On the campaign against the tuition fee hike it chose as guest speaker the ex-SWP University of London Union President Clare Solomon, a prominent apologist for rioters on national TV.

If the LRC conference represented the ‘Last Left’, the venerable Fabian Society attracted a younger and more forward-looking crowd and lived up to its billing of ‘Next Left’.

I get the impression some of the sessions and workshops were painfully worthy in the best Fabian tradition and that the fireworks of the LRC were notably absent. But, given a choice between a 1980s-style ‘exciting’ response to electoral defeat and a bit of painfully worthy introspection and deep thought about how to repair our relationship with Middle Britain, I’d opt for the latter.

The star of the Fabian show was Ed Miliband, fresh from a storming victory in the Oldham East and Saddleworth by-election.

Ed began to articulate an analysis of why we lost in May 2010 that will help him develop a new approach that could get us re-elected.

He acknowledged we had been too managerialist in power, sometimes too intrusively statist and sometimes too trusting in markets.

Crucially he acknowledged that our slump to under 30 per cent in the general election means we have to change ourselves and show we have learnt the lessons administered by the voters, not just say ‘no’ to the government.

He set out the realities of life facing the ‘squeezed middle’ in Britain, and a vision of a future economy ‘with more living wage jobs – and well paying jobs – [where] we embed social justice at the heart of the way the market economy is run rather than having to make it an optional extra.’
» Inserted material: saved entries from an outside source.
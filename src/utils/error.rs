use thiserror::Error;

#[derive(Error, Debug)]
pub enum EtlError {
    #[error("Missing credential: environment variable {var} is not set")]
    MissingCredential { var: String },

    #[error("No usable text in response from {model}")]
    EmptyUpstreamResponse { model: String },

    #[error("API request failed: {0}")]
    ApiError(#[from] reqwest::Error),

    #[error("Upstream API returned {status}: {message}")]
    UpstreamStatusError { status: u16, message: String },

    #[error("IO error: {0}")]
    IoError(#[from] std::io::Error),

    #[error("Serialization error: {0}")]
    SerializationError(#[from] serde_json::Error),

    #[error("Configuration error: {message}")]
    ConfigError { message: String },

    #[error("Missing configuration field: {field}")]
    MissingConfigError { field: String },

    #[error("Invalid value '{value}' for {field}: {reason}")]
    InvalidConfigValueError {
        field: String,
        value: String,
        reason: String,
    },

    #[error("Configuration validation failed for {field}: {message}")]
    ConfigValidationError { field: String, message: String },
}

#[derive(Debug, Clone, Copy, PartialEq, Eq)]
pub enum ErrorCategory {
    Configuration,
    Network,
    Upstream,
    Storage,
    Data,
}

#[derive(Debug, Clone, Copy, PartialEq, Eq, PartialOrd, Ord)]
pub enum ErrorSeverity {
    Medium,
    High,
    Critical,
}

impl ErrorSeverity {
    /// 依嚴重程度決定的程序退出碼
    pub fn exit_code(self) -> i32 {
        match self {
            ErrorSeverity::Medium => 2,
            ErrorSeverity::High => 1,
            ErrorSeverity::Critical => 3,
        }
    }
}

impl EtlError {
    pub fn category(&self) -> ErrorCategory {
        match self {
            EtlError::MissingCredential { .. }
            | EtlError::ConfigError { .. }
            | EtlError::MissingConfigError { .. }
            | EtlError::InvalidConfigValueError { .. }
            | EtlError::ConfigValidationError { .. } => ErrorCategory::Configuration,
            EtlError::ApiError(_) => ErrorCategory::Network,
            EtlError::EmptyUpstreamResponse { .. } | EtlError::UpstreamStatusError { .. } => {
                ErrorCategory::Upstream
            }
            EtlError::IoError(_) => ErrorCategory::Storage,
            EtlError::SerializationError(_) => ErrorCategory::Data,
        }
    }

    pub fn severity(&self) -> ErrorSeverity {
        match self.category() {
            ErrorCategory::Configuration => ErrorSeverity::High,
            ErrorCategory::Network | ErrorCategory::Upstream => ErrorSeverity::Medium,
            ErrorCategory::Data => ErrorSeverity::High,
            ErrorCategory::Storage => ErrorSeverity::Critical,
        }
    }

    pub fn recovery_suggestion(&self) -> String {
        match self {
            EtlError::MissingCredential { var } => {
                format!("Set {} in the environment or in a .env file", var)
            }
            EtlError::EmptyUpstreamResponse { .. } => {
                "Run again later; the model returned no text for the prompt".to_string()
            }
            EtlError::ApiError(_) => {
                "Check network connectivity and the --api-base setting".to_string()
            }
            EtlError::UpstreamStatusError { status, .. } => match *status {
                400 | 401 | 403 => "Check that the API key is valid and enabled".to_string(),
                404 => "Check the model name and API base URL".to_string(),
                429 => "Quota exceeded, wait before running again".to_string(),
                _ => "The upstream service failed, try again later".to_string(),
            },
            EtlError::IoError(_) => {
                "Check that the output directory exists and is writable".to_string()
            }
            EtlError::SerializationError(_) => {
                "The upstream response was not the expected JSON shape".to_string()
            }
            EtlError::ConfigError { .. }
            | EtlError::MissingConfigError { .. }
            | EtlError::InvalidConfigValueError { .. }
            | EtlError::ConfigValidationError { .. } => {
                "Review the command line flags or the TOML configuration file".to_string()
            }
        }
    }

    pub fn user_friendly_message(&self) -> String {
        match self {
            EtlError::MissingCredential { var } => format!("ERROR: Missing {}", var),
            EtlError::EmptyUpstreamResponse { .. } => {
                "ERROR: No response from the generative API".to_string()
            }
            EtlError::UpstreamStatusError { status, message } => {
                format!("ERROR: API request rejected ({}): {}", status, message)
            }
            other => format!("ERROR: {}", other),
        }
    }
}

pub type Result<T> = std::result::Result<T, EtlError>;

/// 記錄錯誤、輸出使用者訊息，並以嚴重程度對應的退出碼結束程序
pub fn exit_with_error(e: &EtlError) -> ! {
    tracing::error!(
        "❌ Run failed: {} (Category: {:?}, Severity: {:?})",
        e,
        e.category(),
        e.severity()
    );
    tracing::error!("💡 Recovery suggestion: {}", e.recovery_suggestion());

    eprintln!("❌ {}", e.user_friendly_message());
    eprintln!("💡 {}", e.recovery_suggestion());

    std::process::exit(e.severity().exit_code())
}

#[cfg(test)]
mod tests {
    use super::*;

    #[test]
    fn test_missing_credential_is_configuration_error() {
        let err = EtlError::MissingCredential {
            var: "GOOGLE_API_KEY".to_string(),
        };
        assert_eq!(err.category(), ErrorCategory::Configuration);
        assert_eq!(err.severity().exit_code(), 1);
        assert!(err.user_friendly_message().contains("GOOGLE_API_KEY"));
        assert!(err.recovery_suggestion().contains(".env"));
    }

    #[test]
    fn test_upstream_errors_are_medium_severity() {
        let empty = EtlError::EmptyUpstreamResponse {
            model: "gemini-pro".to_string(),
        };
        let status = EtlError::UpstreamStatusError {
            status: 429,
            message: "quota".to_string(),
        };
        assert_eq!(empty.severity(), ErrorSeverity::Medium);
        assert_eq!(status.severity().exit_code(), 2);
        assert!(status.recovery_suggestion().contains("Quota"));
    }

    #[test]
    fn test_io_error_is_critical() {
        let err = EtlError::from(std::io::Error::new(
            std::io::ErrorKind::PermissionDenied,
            "denied",
        ));
        assert_eq!(err.category(), ErrorCategory::Storage);
        assert_eq!(err.severity().exit_code(), 3);
    }
}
And on social issues he spoke about the importance of ‘the values, institutions and relationships that people cherish the most’ and going beyond both bureaucratic state socialism and blind faith in markets to a socialism ‘based on mutualism, localism and the common bonds of solidarity’, and put liberty back at the heart of Labour’s values.

He ended by calling for political reform and reaching out to work with progressives within the Lib Dems disillusioned with their party’s cooperation with the Tories.

Ed’s speech deserves a careful read if, like me, you weren’t there to see it. You don’t have to agree with every word, but it demonstrates a leader doing the serious thinking about how to get Labour elected again and what kind of society we want to create.

What a shame that the energies of the people at the LRC Conference seemed focused on a calling for a re-run of their own mistakes in the early 1980s, rather than coming up with some original thinking to contribute to the debate about Labour’s future.